Listed records START
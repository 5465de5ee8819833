//! Crypto primitives: ECDSA-P521 sign/verify, ECDH key agreement with
//! HKDF-SHA256 expansion, HMAC-SHA256, and AES-256-GCM AEAD.
//!
//! Every key type that should not outlive its link or session implements
//! `Zeroize`/`ZeroizeOnDrop` so the compiler enforces "destroyed on
//! disconnect" rather than relying on callers to remember to clear
//! buffers.

pub mod identity;

use aes_gcm::aead::{Aead, KeyInit, OsRng as AesOsRng, Payload};
use aes_gcm::{Aes256Gcm, Nonce};
use hkdf::Hkdf;
use hmac::{Hmac, Mac};
use p521::ecdsa::signature::{DigestSigner, DigestVerifier};
use p521::ecdsa::{Signature, SigningKey, VerifyingKey};
use p521::elliptic_curve::rand_core::RngCore;
use rand_core::OsRng;
use sha2::{Digest, Sha256};
use thiserror::Error;
use zeroize::{Zeroize, ZeroizeOnDrop};

/// Info label binding an HKDF expansion to the per-link MAC key.
pub const INFO_MAC_LINK: &[u8] = b"mac-link";
/// Info label binding an HKDF expansion to the end-to-end AEAD key.
pub const INFO_E2E: &[u8] = b"e2e";

/// Width, in bytes, of a raw (non-DER) P-521 ECDSA signature: two
/// 66-byte field elements concatenated as `r || s`. See SPEC_FULL.md §E.1
/// for why raw encoding was chosen over DER.
pub const ECDSA_P521_RAW_SIG_LEN: usize = 132;

#[derive(Debug, Error)]
pub enum CryptoError {
    #[error("invalid certificate: {0}")]
    InvalidCertificate(String),
    #[error("signature invalid")]
    SignatureInvalid,
    #[error("decryption failed")]
    DecryptionFailed,
    #[error("key agreement failed: {0}")]
    KeyAgreementFailed(String),
}

/// 32-byte per-link MAC key, installed atomically after a successful
/// mutual authentication and destroyed on disconnect.
#[derive(Clone, Zeroize, ZeroizeOnDrop)]
pub struct SessionKeys {
    pub mac_link: [u8; 32],
}

impl std::fmt::Debug for SessionKeys {
    fn fmt(&self, f: &mut std::fmt::Formatter<'_>) -> std::fmt::Result {
        f.debug_struct("SessionKeys").field("mac_link", &"<redacted>").finish()
    }
}

/// 32-byte end-to-end AEAD key, held only at the two tree endpoints.
#[derive(Clone, Zeroize, ZeroizeOnDrop)]
pub struct EndToEndKey(pub [u8; 32]);

impl std::fmt::Debug for EndToEndKey {
    fn fmt(&self, f: &mut std::fmt::Formatter<'_>) -> std::fmt::Result {
        f.debug_tuple("EndToEndKey").field(&"<redacted>").finish()
    }
}

/// An ephemeral P-521 ECDH keypair, consumed exactly once by the
/// authentication state machine.
#[derive(ZeroizeOnDrop)]
pub struct EphemeralKeyPair {
    #[zeroize(skip)]
    public_bytes: Vec<u8>,
    secret: p521::SecretKey,
}

impl EphemeralKeyPair {
    pub fn generate() -> Self {
        let secret = p521::SecretKey::random(&mut OsRng);
        let public_bytes = secret.public_key().to_encoded_point(false).as_bytes().to_vec();
        Self { public_bytes, secret }
    }

    pub fn public_bytes(&self) -> &[u8] {
        &self.public_bytes
    }

    /// Computes `z = ECDH(self, peer_public)` and expands it via HKDF-SHA256
    /// into both the link-MAC key and (optionally) the end-to-end key.
    pub fn agree(&self, peer_public_bytes: &[u8]) -> Result<[u8; 32], CryptoError> {
        let peer_public = p521::PublicKey::from_sec1_bytes(peer_public_bytes)
            .map_err(|e| CryptoError::KeyAgreementFailed(e.to_string()))?;
        let shared = p521::elliptic_curve::ecdh::diffie_hellman(
            self.secret.to_nonzero_scalar(),
            peer_public.as_affine(),
        );
        let mut z = [0u8; 66];
        z.copy_from_slice(shared.raw_secret_bytes());
        let mut out = [0u8; 32];
        let hk = Hkdf::<Sha256>::new(None, &z);
        hk.expand(&[], &mut out)
            .map_err(|e| CryptoError::KeyAgreementFailed(e.to_string()))?;
        z.zeroize();
        Ok(out)
    }
}

/// Derives the per-link MAC key from a raw ECDH shared-secret-derived seed.
pub fn derive_session_keys(shared_secret: &[u8; 32]) -> Result<SessionKeys, CryptoError> {
    let hk = Hkdf::<Sha256>::new(None, shared_secret);
    let mut mac_link = [0u8; 32];
    hk.expand(INFO_MAC_LINK, &mut mac_link)
        .map_err(|e| CryptoError::KeyAgreementFailed(e.to_string()))?;
    Ok(SessionKeys { mac_link })
}

/// Derives the end-to-end AEAD key, domain-separated from the link key.
/// Only ever called by the two tree endpoints for their shared traffic.
pub fn derive_end_to_end_key(shared_secret: &[u8; 32]) -> Result<EndToEndKey, CryptoError> {
    let hk = Hkdf::<Sha256>::new(None, shared_secret);
    let mut key = [0u8; 32];
    hk.expand(INFO_E2E, &mut key)
        .map_err(|e| CryptoError::KeyAgreementFailed(e.to_string()))?;
    Ok(EndToEndKey(key))
}

/// Computes HMAC-SHA256 over `data` keyed by `key`.
pub fn compute_mac(key: &[u8; 32], data: &[u8]) -> [u8; 32] {
    let mut mac = Hmac::<Sha256>::new_from_slice(key).expect("HMAC accepts any key length");
    mac.update(data);
    mac.finalize().into_bytes().into()
}

/// Verifies an HMAC-SHA256 tag in constant time.
pub fn verify_mac(key: &[u8; 32], data: &[u8], tag: &[u8; 32]) -> bool {
    let mut mac = Hmac::<Sha256>::new_from_slice(key).expect("HMAC accepts any key length");
    mac.update(data);
    mac.verify_slice(tag).is_ok()
}

/// AES-256-GCM encrypt. Output is `nonce(12) || ciphertext || tag(16)`.
pub fn aead_encrypt(key: &EndToEndKey, plaintext: &[u8]) -> Result<Vec<u8>, CryptoError> {
    let cipher = Aes256Gcm::new_from_slice(&key.0)
        .map_err(|e| CryptoError::KeyAgreementFailed(e.to_string()))?;
    let mut nonce_bytes = [0u8; 12];
    AesOsRng.fill_bytes(&mut nonce_bytes);
    let nonce = Nonce::from_slice(&nonce_bytes);
    let ciphertext = cipher
        .encrypt(nonce, Payload { msg: plaintext, aad: &[] })
        .map_err(|_| CryptoError::DecryptionFailed)?;
    let mut out = Vec::with_capacity(12 + ciphertext.len());
    out.extend_from_slice(&nonce_bytes);
    out.extend_from_slice(&ciphertext);
    Ok(out)
}

/// AES-256-GCM decrypt. Returns `DecryptionFailed` (never partial
/// plaintext) on any tampering of nonce, ciphertext, or tag.
pub fn aead_decrypt(key: &EndToEndKey, wire: &[u8]) -> Result<Vec<u8>, CryptoError> {
    if wire.len() < 12 + 16 {
        return Err(CryptoError::DecryptionFailed);
    }
    let cipher = Aes256Gcm::new_from_slice(&key.0)
        .map_err(|e| CryptoError::KeyAgreementFailed(e.to_string()))?;
    let (nonce_bytes, ciphertext) = wire.split_at(12);
    let nonce = Nonce::from_slice(nonce_bytes);
    cipher
        .decrypt(nonce, Payload { msg: ciphertext, aad: &[] })
        .map_err(|_| CryptoError::DecryptionFailed)
}

/// Signs `message` with an ECDSA-P521 private key over SHA-256 (§4.1 pairs
/// the scheme with SHA-256, the same hash used for HMAC and HKDF
/// throughout this crate), raw `r || s` encoding.
pub fn sign(signing_key: &SigningKey, message: &[u8]) -> [u8; ECDSA_P521_RAW_SIG_LEN] {
    let digest = Sha256::new_with_prefix(message);
    let sig: Signature = signing_key.sign_digest(digest);
    let mut out = [0u8; ECDSA_P521_RAW_SIG_LEN];
    out.copy_from_slice(sig.to_bytes().as_slice());
    out
}

/// Verifies a raw `r || s` ECDSA-P521 signature computed over SHA-256.
pub fn verify(verifying_key: &VerifyingKey, message: &[u8], signature: &[u8]) -> bool {
    let Ok(sig) = Signature::from_slice(signature) else {
        return false;
    };
    let digest = Sha256::new_with_prefix(message);
    verifying_key.verify_digest(digest, &sig).is_ok()
}

#[cfg(test)]
mod tests {
    use super::*;

    #[test]
    fn hmac_round_trips_and_rejects_tamper() {
        let key = [7u8; 32];
        let mac = compute_mac(&key, b"payload");
        assert!(verify_mac(&key, b"payload", &mac));
        assert!(!verify_mac(&key, b"payload!", &mac));
        let wrong_key = [8u8; 32];
        assert!(!verify_mac(&wrong_key, b"payload", &mac));
    }

    #[test]
    fn aead_round_trip_and_bitflip_rejection() {
        let key = EndToEndKey([9u8; 32]);
        let wrapped = aead_encrypt(&key, b"hello").unwrap();
        let opened = aead_decrypt(&key, &wrapped).unwrap();
        assert_eq!(opened, b"hello");

        let mut tampered = wrapped.clone();
        let last = tampered.len() - 1;
        tampered[last] ^= 0x01;
        assert!(aead_decrypt(&key, &tampered).is_err());
    }

    #[test]
    fn ecdh_is_symmetric_between_two_ephemeral_parties() {
        let a = EphemeralKeyPair::generate();
        let b = EphemeralKeyPair::generate();
        let za = a.agree(b.public_bytes()).unwrap();
        let zb = b.agree(a.public_bytes()).unwrap();
        assert_eq!(za, zb);

        let keys_a = derive_session_keys(&za).unwrap();
        let keys_b = derive_session_keys(&zb).unwrap();
        assert_eq!(keys_a.mac_link, keys_b.mac_link);
    }

    #[test]
    fn link_and_e2e_keys_are_domain_separated() {
        let shared = [3u8; 32];
        let link = derive_session_keys(&shared).unwrap();
        let e2e = derive_end_to_end_key(&shared).unwrap();
        assert_ne!(link.mac_link, e2e.0);
    }

    #[test]
    fn ecdsa_sign_verify_round_trip_raw_signature() {
        let signing_key = SigningKey::random(&mut OsRng);
        let verifying_key = VerifyingKey::from(&signing_key);
        let sig = sign(&signing_key, b"sink_nid||timestamp||sequence");
        assert_eq!(sig.len(), ECDSA_P521_RAW_SIG_LEN);
        assert!(verify(&verifying_key, b"sink_nid||timestamp||sequence", &sig));
        assert!(!verify(&verifying_key, b"tampered", &sig));
    }
}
Listed records END
Work to be completed
Which lines run from the first of the listing to the line containing "so the compiler"? Reproduce those exactly, both ends included.

Written response
repository 5465de5ee8819833
//! Crypto primitives: ECDSA-P521 sign/verify, ECDH key agreement with
//! HKDF-SHA256 expansion, HMAC-SHA256, and AES-256-GCM AEAD.
//!
//! Every key type that should not outlive its link or session implements
//! `Zeroize`/`ZeroizeOnDrop` so the compiler enforces "destroyed on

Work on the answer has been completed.